DATA FOR ANALYSIS section start

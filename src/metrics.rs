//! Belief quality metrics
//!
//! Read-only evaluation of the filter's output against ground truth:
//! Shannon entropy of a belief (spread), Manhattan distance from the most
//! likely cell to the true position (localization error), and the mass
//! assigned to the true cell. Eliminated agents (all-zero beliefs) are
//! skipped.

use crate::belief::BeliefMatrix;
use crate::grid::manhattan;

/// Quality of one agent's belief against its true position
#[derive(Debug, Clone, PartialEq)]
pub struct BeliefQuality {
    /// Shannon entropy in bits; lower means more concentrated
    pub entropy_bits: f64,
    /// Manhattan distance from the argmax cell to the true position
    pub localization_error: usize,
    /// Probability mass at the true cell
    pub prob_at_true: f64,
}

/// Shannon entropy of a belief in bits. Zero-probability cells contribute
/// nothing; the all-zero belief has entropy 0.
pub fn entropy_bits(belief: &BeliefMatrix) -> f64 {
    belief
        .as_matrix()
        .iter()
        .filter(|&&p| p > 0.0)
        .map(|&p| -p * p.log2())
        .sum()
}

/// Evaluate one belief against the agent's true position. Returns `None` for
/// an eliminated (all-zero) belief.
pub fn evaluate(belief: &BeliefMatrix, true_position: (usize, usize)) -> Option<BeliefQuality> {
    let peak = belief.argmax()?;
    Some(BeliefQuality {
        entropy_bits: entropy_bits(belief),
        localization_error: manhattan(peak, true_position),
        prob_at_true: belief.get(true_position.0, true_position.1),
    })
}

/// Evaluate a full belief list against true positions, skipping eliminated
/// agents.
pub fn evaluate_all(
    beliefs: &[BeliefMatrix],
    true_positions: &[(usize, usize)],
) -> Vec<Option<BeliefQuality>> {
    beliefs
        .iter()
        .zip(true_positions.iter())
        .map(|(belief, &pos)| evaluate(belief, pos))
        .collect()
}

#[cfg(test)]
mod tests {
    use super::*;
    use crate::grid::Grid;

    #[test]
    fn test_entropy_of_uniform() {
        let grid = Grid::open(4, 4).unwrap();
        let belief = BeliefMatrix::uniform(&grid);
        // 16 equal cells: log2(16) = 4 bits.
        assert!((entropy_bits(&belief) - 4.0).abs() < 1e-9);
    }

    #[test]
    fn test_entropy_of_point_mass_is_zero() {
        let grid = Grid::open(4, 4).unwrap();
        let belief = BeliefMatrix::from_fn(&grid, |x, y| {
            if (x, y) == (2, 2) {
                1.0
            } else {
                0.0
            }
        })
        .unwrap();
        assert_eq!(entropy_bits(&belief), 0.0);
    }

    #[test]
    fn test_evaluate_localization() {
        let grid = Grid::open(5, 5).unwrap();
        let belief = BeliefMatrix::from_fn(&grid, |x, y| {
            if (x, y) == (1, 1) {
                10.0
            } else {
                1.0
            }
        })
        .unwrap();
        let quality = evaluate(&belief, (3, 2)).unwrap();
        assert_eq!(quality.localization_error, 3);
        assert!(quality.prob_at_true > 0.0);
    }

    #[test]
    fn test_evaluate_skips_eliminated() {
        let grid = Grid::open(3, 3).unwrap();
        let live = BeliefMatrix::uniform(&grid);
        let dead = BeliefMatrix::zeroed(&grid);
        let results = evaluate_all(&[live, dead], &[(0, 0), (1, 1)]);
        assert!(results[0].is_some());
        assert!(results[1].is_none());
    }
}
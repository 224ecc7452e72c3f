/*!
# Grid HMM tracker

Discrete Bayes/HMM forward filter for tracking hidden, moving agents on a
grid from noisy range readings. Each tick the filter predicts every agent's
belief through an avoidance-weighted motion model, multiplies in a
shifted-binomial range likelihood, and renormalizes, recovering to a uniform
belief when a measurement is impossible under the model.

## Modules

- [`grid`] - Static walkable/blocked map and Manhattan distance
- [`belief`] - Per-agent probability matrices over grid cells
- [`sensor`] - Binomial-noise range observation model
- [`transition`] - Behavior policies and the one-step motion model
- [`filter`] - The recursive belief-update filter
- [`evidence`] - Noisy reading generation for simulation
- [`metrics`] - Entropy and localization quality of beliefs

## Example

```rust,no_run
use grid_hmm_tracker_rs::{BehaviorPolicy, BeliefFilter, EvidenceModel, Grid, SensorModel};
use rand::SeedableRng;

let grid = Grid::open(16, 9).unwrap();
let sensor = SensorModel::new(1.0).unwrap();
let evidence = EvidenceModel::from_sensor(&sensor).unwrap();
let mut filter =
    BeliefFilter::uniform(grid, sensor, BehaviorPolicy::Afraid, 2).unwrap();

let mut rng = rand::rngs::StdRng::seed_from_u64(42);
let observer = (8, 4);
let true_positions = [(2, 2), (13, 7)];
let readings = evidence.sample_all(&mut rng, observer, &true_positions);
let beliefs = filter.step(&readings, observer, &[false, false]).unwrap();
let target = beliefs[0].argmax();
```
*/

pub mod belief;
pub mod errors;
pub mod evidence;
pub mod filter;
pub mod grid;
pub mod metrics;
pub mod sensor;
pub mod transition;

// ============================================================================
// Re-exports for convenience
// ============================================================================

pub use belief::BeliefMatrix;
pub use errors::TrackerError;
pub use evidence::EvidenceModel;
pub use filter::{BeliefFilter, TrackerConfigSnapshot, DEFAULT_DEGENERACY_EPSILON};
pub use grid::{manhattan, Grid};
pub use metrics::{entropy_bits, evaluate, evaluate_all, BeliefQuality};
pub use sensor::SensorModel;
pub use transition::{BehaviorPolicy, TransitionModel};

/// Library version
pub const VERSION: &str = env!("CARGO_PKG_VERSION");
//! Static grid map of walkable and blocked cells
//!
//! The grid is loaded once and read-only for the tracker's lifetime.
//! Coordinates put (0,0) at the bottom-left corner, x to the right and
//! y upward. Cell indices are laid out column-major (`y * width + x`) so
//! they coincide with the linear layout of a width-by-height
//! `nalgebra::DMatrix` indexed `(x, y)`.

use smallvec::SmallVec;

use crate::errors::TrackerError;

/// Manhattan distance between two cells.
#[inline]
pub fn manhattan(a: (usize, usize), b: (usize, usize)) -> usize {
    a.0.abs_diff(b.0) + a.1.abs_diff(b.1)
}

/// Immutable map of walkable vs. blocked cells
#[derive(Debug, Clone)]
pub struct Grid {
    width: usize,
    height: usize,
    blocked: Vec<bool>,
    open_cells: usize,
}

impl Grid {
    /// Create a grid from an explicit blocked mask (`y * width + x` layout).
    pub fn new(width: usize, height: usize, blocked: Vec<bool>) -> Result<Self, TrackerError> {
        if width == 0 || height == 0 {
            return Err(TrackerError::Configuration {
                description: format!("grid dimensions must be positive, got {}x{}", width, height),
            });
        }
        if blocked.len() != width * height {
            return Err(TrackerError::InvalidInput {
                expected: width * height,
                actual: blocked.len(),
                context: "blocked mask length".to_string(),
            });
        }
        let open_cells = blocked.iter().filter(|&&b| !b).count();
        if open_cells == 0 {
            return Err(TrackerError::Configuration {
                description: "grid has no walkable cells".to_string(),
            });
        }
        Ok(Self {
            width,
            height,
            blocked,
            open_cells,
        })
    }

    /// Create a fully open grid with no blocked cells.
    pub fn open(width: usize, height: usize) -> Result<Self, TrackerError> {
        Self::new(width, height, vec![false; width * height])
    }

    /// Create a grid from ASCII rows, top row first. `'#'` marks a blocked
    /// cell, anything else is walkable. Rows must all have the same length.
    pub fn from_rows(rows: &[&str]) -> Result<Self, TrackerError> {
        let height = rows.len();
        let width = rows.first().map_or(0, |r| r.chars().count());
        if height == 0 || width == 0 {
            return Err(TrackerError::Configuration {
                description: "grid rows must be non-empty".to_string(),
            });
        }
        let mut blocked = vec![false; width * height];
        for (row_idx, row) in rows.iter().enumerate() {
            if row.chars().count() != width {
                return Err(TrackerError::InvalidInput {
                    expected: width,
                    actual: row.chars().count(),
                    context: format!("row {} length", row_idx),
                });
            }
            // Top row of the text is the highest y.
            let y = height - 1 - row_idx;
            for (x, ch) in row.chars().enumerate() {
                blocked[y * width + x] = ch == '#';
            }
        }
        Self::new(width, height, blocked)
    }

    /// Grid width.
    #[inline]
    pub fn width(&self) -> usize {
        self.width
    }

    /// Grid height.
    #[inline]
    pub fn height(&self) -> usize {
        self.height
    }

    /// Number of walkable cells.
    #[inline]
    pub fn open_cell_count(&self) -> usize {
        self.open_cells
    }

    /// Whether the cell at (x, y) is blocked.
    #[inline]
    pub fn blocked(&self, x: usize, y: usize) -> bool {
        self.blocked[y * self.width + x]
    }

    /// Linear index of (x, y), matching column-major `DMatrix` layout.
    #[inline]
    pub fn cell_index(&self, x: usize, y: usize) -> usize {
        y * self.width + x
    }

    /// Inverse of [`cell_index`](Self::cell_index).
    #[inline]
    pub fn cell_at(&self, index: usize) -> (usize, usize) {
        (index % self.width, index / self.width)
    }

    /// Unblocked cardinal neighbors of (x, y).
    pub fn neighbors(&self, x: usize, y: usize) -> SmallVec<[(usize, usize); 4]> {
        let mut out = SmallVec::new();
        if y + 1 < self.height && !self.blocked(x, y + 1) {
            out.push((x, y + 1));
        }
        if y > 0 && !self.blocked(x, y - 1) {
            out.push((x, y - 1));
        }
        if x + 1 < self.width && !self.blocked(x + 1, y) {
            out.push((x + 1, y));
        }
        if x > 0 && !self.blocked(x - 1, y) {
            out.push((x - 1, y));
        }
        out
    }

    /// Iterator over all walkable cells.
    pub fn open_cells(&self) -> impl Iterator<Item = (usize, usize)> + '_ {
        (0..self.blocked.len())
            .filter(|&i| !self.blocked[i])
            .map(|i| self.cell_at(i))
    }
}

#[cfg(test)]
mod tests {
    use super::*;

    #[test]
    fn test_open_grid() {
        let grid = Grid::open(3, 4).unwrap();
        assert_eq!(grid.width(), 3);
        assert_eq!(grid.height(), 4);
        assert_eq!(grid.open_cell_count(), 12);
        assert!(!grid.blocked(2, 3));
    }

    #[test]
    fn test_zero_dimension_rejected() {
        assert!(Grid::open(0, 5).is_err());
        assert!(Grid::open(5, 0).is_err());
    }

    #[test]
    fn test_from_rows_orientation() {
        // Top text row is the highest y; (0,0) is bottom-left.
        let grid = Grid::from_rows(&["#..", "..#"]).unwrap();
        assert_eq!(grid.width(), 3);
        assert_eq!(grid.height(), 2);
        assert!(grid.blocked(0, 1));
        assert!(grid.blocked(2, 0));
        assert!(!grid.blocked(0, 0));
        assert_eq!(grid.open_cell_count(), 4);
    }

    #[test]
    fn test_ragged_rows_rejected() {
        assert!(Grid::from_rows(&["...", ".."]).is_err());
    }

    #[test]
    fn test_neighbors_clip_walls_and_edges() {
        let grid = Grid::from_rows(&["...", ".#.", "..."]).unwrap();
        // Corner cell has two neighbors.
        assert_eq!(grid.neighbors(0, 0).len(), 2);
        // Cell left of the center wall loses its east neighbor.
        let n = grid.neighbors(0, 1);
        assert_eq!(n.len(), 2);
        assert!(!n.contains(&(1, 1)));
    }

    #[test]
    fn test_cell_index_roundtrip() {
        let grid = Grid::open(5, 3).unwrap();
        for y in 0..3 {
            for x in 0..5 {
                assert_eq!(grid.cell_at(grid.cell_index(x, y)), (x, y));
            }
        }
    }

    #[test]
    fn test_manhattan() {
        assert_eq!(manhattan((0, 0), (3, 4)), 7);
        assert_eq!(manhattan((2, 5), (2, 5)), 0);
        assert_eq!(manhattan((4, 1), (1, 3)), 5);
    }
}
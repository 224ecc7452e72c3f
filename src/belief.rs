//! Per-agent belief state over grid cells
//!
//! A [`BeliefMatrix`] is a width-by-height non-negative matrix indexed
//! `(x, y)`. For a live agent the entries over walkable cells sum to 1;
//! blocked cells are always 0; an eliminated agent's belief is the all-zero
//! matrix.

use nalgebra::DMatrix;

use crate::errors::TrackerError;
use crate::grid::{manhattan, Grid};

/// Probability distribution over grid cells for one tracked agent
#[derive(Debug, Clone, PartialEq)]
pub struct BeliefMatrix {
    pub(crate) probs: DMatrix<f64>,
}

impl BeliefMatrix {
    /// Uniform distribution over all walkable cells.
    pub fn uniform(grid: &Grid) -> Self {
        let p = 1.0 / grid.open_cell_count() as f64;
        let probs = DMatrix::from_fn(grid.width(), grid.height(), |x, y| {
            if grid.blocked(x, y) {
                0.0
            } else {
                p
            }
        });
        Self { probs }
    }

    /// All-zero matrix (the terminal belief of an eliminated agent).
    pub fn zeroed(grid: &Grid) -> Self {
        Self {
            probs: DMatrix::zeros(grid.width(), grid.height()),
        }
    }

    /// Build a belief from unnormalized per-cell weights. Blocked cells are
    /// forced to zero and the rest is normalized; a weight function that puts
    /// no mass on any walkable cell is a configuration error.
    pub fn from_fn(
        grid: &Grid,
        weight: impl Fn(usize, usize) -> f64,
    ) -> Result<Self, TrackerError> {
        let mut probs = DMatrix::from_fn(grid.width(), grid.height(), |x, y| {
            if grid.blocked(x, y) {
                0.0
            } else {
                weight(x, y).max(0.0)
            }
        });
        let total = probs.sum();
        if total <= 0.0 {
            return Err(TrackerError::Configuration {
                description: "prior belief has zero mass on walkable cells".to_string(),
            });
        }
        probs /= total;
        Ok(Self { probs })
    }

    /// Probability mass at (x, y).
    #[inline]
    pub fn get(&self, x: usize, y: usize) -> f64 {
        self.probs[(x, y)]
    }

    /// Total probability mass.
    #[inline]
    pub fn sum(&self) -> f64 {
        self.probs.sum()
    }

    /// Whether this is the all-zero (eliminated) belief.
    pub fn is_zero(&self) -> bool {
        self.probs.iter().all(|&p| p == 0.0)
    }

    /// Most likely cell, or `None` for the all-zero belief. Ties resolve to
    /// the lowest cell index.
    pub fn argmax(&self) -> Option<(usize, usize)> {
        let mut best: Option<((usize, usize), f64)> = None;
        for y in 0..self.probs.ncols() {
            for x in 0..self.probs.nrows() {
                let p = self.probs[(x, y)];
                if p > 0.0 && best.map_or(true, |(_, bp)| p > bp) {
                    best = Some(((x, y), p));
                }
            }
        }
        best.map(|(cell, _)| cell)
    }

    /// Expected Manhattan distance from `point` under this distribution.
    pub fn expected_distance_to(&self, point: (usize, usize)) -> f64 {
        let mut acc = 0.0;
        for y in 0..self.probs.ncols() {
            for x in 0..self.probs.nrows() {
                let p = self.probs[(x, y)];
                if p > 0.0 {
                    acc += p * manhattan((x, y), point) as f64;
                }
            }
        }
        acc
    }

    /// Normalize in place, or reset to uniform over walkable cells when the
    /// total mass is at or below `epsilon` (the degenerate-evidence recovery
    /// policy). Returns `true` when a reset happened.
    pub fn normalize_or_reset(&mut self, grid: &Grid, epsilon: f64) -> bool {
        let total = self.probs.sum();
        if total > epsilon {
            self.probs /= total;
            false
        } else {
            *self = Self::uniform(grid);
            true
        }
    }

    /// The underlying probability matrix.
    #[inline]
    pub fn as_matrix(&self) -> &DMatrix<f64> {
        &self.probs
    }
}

DATA FOR ANALYSIS section end

- **YOUR GOAL**: Set down exactly the lines of the data above, beginning with the line that has "pub use errors::TrackerError;" and ending with the line that has "pub const VERSION: &str", and no others.

- **SOLUTION FOR THIS PROBLEM**:
pub use errors::TrackerError;
pub use evidence::EvidenceModel;
pub use filter::{BeliefFilter, TrackerConfigSnapshot, DEFAULT_DEGENERACY_EPSILON};
pub use grid::{manhattan, Grid};
pub use metrics::{entropy_bits, evaluate, evaluate_all, BeliefQuality};
pub use sensor::SensorModel;
pub use transition::{BehaviorPolicy, TransitionModel};

/// Library version
pub const VERSION: &str = env!("CARGO_PKG_VERSION");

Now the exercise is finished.